About this task:
Look through the data for the string "verbose". Copy every line where it is found.

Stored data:
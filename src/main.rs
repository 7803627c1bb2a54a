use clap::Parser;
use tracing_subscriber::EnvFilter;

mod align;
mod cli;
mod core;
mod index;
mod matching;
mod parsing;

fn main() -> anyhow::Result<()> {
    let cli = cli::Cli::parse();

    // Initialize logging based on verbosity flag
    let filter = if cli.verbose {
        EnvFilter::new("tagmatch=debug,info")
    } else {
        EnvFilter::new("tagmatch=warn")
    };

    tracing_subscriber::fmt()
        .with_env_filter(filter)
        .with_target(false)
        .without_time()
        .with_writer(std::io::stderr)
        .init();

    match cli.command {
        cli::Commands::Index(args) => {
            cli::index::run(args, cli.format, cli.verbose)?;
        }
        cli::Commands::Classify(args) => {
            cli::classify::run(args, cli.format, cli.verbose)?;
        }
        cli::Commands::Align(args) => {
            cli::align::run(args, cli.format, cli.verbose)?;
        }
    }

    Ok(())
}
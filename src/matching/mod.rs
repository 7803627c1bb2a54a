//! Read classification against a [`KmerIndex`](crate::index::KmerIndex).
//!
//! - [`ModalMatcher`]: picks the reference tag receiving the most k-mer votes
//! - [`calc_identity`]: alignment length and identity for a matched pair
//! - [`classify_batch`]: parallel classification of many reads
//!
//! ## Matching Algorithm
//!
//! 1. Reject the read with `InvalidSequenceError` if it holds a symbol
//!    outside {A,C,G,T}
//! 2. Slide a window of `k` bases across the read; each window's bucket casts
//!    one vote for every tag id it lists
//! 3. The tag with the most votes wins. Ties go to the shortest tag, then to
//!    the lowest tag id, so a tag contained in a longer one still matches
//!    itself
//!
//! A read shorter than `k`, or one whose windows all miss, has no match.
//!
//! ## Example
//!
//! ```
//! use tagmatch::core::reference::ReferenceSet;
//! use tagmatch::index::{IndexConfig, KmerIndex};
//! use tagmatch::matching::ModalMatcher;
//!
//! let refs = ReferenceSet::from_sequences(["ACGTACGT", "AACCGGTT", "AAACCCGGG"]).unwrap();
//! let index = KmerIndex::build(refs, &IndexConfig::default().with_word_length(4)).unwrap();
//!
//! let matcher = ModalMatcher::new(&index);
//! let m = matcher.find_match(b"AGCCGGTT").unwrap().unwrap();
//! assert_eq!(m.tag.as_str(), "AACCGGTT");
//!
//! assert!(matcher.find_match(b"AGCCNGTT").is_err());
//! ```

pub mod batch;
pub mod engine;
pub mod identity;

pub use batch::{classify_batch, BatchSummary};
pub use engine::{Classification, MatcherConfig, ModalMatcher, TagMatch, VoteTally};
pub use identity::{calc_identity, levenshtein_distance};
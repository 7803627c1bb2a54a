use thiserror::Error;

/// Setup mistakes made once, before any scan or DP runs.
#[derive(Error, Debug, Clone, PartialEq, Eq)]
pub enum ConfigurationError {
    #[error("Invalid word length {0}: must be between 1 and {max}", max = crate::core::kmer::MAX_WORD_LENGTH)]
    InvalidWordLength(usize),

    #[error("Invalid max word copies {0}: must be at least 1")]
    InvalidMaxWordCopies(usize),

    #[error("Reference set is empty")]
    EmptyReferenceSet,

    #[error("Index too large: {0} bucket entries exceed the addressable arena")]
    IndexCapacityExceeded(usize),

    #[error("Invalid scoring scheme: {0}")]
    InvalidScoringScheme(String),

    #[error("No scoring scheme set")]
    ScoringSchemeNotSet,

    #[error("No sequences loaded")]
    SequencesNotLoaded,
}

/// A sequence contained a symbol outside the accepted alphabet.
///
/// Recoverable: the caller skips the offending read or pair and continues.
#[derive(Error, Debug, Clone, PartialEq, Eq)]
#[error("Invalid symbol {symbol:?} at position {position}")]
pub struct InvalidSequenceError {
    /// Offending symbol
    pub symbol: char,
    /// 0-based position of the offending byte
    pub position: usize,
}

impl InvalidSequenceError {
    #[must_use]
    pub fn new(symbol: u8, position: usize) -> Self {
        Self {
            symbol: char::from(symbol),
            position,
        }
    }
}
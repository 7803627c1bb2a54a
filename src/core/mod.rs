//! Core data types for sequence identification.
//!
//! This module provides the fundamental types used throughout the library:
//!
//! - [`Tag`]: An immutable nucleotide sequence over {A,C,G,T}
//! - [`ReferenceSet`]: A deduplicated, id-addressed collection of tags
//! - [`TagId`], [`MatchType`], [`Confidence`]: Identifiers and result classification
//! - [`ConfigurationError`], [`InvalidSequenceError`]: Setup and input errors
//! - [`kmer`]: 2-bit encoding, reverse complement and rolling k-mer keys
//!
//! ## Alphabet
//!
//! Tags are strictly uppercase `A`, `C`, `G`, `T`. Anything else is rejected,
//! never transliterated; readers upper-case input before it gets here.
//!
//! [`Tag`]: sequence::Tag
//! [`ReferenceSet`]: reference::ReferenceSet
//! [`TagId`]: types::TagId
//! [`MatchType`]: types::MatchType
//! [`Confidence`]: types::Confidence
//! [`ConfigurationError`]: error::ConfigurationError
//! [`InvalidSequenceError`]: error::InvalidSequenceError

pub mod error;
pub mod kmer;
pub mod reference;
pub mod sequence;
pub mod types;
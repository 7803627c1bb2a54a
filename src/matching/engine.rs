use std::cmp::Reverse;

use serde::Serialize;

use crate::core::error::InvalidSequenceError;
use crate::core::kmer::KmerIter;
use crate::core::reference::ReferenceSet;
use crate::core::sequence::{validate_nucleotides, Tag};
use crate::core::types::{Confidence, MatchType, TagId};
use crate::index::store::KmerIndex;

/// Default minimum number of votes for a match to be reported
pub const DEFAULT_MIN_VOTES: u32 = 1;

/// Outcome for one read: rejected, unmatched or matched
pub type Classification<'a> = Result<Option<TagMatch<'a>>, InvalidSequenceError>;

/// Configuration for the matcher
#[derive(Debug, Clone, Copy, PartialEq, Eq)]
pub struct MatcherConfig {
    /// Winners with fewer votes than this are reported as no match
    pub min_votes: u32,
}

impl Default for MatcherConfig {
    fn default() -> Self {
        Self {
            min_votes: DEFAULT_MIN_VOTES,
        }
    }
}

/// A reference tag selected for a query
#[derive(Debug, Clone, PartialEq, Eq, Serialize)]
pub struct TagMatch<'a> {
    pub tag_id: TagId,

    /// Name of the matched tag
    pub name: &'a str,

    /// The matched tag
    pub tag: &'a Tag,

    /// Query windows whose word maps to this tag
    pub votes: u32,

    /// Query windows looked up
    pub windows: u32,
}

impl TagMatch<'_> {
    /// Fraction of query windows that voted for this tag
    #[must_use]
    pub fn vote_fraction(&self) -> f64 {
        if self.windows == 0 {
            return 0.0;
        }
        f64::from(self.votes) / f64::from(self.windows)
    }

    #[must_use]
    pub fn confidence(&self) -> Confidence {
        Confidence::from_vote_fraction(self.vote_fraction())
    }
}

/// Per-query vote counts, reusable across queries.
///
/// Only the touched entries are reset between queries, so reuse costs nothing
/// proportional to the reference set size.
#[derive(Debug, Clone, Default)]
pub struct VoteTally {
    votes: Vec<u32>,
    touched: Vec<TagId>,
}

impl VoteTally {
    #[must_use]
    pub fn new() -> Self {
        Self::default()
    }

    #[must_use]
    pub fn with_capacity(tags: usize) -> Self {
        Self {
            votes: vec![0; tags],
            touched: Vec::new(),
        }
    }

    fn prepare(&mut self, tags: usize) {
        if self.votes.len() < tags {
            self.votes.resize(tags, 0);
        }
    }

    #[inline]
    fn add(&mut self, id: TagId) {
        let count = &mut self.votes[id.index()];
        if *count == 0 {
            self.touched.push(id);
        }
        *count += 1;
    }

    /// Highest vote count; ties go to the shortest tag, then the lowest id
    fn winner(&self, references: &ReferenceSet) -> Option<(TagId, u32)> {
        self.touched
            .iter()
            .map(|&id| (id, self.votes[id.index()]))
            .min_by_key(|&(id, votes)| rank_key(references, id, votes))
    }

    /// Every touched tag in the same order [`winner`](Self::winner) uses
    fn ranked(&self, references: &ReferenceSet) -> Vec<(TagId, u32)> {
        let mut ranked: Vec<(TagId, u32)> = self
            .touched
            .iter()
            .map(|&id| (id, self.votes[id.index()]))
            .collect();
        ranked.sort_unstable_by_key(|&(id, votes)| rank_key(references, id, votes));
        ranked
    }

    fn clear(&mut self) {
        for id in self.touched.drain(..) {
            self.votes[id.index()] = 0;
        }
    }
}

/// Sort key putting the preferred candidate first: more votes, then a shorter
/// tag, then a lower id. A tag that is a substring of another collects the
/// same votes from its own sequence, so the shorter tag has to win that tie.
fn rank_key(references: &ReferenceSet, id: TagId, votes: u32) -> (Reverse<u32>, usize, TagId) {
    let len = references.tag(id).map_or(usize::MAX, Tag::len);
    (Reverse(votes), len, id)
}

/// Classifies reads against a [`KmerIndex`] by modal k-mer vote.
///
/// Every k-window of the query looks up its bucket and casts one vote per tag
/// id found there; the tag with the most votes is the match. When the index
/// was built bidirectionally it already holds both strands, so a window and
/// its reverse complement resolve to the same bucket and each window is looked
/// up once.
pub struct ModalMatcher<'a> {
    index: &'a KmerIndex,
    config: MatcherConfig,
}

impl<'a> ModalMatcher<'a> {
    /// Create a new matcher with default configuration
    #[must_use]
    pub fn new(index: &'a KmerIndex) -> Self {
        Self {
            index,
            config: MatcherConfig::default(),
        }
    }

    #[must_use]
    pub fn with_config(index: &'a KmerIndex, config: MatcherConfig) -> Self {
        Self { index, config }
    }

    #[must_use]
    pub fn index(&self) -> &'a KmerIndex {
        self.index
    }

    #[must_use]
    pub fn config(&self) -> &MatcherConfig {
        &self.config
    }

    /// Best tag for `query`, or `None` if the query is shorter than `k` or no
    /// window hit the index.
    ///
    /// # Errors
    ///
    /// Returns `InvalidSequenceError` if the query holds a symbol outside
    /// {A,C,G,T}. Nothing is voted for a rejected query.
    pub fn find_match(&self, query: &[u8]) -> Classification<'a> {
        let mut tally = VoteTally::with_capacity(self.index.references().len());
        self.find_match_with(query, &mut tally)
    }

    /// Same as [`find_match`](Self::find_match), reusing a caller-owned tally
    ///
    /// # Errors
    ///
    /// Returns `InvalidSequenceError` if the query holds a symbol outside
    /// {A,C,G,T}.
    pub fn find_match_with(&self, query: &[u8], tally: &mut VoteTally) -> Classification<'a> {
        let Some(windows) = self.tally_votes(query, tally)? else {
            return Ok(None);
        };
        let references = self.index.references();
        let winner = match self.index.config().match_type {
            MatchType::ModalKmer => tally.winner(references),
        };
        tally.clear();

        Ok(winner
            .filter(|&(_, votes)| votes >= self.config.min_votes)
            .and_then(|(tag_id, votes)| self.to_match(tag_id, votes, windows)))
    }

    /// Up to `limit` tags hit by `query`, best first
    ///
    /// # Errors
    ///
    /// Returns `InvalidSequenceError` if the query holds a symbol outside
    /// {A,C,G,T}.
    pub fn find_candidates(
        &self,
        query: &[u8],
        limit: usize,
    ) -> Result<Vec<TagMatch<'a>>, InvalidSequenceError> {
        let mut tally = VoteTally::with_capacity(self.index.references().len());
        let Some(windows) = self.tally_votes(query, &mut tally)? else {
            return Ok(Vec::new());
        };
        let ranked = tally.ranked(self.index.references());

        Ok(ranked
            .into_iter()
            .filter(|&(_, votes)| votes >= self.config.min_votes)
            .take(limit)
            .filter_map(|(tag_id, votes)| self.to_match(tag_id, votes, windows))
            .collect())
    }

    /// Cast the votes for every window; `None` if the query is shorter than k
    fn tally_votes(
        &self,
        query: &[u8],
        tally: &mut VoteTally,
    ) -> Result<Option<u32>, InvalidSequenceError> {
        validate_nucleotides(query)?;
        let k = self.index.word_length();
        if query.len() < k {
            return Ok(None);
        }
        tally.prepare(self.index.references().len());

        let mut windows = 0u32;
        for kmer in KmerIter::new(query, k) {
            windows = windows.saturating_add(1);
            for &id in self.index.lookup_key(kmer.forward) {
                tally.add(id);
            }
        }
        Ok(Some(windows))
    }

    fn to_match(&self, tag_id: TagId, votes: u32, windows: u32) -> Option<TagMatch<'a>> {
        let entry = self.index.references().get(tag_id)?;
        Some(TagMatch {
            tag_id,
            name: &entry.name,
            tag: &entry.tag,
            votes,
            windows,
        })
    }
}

Answer to this problem:
    let filter = if cli.verbose {
            cli::index::run(args, cli.format, cli.verbose)?;
            cli::classify::run(args, cli.format, cli.verbose)?;
            cli::align::run(args, cli.format, cli.verbose)?;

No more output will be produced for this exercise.